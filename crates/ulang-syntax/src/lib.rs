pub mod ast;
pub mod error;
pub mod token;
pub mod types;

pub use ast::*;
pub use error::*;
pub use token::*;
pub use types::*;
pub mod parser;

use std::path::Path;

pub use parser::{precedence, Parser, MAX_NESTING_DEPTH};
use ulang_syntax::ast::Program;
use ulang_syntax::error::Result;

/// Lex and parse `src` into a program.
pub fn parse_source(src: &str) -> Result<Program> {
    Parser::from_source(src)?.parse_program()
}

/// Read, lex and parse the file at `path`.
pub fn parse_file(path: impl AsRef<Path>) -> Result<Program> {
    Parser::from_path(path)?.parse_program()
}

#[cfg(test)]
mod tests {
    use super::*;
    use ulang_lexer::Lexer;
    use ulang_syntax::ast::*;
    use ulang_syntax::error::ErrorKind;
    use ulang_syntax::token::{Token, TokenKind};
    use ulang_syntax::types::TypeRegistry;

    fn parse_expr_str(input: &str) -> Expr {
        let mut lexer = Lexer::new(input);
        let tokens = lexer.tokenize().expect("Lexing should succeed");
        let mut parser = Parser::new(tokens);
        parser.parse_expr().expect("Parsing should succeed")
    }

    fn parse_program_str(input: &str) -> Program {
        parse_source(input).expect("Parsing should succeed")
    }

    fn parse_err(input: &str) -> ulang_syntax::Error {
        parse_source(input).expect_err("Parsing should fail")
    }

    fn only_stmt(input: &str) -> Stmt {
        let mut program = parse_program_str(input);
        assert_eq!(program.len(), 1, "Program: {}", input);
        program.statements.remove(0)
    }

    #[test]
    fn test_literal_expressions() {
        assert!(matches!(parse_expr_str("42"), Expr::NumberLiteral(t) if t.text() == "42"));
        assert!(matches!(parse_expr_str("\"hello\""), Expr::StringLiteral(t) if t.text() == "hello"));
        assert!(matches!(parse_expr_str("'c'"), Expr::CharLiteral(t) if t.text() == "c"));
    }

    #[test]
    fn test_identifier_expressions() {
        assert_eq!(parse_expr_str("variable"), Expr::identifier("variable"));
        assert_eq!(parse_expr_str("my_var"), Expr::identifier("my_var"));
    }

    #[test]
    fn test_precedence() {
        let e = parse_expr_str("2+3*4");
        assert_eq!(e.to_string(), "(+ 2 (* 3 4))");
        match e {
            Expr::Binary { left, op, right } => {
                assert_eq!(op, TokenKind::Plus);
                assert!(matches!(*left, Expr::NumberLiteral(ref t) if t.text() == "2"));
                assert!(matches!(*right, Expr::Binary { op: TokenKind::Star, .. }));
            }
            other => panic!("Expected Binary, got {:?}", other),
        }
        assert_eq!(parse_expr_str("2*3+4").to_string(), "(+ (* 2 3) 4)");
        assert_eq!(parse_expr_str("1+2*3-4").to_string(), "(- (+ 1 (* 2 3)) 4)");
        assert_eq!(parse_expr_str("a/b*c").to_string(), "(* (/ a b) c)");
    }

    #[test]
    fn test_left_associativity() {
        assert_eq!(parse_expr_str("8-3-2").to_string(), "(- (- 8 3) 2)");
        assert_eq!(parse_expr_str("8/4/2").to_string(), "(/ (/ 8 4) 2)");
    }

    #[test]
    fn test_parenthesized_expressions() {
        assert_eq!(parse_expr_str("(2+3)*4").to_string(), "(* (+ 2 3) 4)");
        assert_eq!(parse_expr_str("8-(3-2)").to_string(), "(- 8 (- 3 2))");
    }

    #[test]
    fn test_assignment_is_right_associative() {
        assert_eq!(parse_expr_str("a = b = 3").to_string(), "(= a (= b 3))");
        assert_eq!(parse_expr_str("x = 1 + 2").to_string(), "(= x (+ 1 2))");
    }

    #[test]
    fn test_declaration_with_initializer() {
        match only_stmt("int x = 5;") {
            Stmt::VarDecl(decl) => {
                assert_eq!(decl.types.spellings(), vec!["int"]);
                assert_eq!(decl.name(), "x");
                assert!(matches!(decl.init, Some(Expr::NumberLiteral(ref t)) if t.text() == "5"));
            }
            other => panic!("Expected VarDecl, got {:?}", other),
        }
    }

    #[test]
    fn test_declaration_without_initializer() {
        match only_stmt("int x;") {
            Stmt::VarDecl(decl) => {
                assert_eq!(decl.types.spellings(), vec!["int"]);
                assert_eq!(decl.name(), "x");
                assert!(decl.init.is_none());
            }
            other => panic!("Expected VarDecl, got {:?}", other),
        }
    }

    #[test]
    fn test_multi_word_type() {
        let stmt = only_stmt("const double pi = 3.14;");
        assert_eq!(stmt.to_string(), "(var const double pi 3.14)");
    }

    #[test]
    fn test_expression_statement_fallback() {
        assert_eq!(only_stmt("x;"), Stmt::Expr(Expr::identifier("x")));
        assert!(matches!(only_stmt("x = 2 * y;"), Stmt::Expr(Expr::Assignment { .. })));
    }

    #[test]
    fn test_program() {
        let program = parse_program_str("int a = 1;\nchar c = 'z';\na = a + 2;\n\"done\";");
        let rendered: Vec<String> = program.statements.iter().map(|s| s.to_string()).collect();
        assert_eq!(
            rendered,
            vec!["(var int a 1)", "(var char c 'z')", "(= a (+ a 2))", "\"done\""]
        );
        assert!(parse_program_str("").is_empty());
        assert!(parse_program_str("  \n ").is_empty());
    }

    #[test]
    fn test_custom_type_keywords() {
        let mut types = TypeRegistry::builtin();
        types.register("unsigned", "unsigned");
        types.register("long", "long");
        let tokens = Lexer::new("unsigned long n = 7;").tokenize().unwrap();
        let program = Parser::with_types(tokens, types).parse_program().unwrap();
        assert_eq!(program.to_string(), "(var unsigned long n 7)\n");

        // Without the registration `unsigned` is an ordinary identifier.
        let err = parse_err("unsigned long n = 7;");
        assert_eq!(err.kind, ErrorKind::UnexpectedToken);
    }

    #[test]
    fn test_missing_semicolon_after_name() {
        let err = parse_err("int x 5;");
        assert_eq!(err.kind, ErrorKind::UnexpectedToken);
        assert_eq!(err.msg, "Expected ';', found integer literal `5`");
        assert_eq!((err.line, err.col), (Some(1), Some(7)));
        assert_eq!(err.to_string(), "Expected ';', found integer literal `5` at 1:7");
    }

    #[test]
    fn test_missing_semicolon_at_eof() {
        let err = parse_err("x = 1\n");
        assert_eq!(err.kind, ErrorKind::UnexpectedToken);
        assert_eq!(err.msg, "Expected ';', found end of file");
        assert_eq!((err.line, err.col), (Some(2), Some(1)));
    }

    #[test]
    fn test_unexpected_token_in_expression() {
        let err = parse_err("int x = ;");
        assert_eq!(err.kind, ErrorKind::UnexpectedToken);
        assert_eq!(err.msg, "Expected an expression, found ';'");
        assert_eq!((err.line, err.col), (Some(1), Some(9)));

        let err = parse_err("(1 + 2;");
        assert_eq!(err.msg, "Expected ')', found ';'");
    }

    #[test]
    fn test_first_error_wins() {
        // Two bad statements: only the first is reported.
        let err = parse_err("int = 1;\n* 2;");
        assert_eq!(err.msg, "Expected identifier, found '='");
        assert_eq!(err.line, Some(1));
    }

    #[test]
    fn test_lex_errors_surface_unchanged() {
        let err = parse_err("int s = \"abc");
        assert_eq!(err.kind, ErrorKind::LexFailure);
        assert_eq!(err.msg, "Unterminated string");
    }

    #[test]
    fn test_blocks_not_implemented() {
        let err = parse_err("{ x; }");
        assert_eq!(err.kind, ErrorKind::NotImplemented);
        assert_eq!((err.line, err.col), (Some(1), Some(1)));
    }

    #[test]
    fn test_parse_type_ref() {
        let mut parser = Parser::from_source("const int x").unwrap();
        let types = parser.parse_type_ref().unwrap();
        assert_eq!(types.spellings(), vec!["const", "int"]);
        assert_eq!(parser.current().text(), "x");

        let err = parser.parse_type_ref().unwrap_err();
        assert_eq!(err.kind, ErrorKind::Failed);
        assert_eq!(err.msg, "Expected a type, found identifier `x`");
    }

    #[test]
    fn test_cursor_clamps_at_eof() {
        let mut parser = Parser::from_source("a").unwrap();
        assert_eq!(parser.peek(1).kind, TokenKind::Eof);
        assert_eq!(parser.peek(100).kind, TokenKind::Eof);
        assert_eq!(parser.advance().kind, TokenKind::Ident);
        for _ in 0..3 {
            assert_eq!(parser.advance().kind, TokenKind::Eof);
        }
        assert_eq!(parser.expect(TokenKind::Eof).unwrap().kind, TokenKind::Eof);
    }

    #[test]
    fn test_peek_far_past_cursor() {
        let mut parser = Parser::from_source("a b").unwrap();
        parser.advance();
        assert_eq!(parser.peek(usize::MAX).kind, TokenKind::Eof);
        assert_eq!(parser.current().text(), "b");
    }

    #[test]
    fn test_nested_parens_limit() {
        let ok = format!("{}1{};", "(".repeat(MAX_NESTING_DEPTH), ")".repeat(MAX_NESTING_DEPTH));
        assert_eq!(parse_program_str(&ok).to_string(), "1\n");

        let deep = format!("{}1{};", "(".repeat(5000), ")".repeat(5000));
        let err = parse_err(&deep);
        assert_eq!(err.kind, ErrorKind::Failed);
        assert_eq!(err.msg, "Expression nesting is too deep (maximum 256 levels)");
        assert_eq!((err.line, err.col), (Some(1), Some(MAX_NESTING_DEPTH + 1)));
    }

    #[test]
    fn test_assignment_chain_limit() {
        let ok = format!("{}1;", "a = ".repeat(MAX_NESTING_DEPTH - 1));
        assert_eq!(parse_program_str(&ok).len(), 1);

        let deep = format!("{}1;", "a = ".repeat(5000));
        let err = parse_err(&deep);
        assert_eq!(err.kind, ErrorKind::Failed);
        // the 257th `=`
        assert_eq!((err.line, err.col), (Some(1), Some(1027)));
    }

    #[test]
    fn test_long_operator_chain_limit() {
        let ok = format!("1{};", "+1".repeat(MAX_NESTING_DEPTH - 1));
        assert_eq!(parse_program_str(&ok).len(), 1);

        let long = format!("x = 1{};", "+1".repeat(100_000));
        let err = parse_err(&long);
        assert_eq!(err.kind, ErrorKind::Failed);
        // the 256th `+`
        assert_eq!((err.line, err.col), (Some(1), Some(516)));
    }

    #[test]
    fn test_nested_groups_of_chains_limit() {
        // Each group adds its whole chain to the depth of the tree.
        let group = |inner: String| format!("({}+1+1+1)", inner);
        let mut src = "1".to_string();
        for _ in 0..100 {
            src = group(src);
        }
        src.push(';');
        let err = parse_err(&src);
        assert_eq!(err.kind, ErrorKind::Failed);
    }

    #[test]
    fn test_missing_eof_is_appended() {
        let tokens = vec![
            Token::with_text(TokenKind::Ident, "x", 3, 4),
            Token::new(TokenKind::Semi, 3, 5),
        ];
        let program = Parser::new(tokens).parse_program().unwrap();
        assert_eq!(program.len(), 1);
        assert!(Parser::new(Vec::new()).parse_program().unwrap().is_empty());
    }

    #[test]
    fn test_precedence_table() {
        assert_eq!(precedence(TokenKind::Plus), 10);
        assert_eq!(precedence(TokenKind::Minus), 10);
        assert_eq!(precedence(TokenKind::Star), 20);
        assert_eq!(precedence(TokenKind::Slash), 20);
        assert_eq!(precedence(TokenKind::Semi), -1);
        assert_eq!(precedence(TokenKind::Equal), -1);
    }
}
=====
* Instructions to follow
Write down every line of the data above that includes the string "TypeRegistry".

* Answer section
    use ulang_syntax::types::TypeRegistry;
        let mut types = TypeRegistry::builtin();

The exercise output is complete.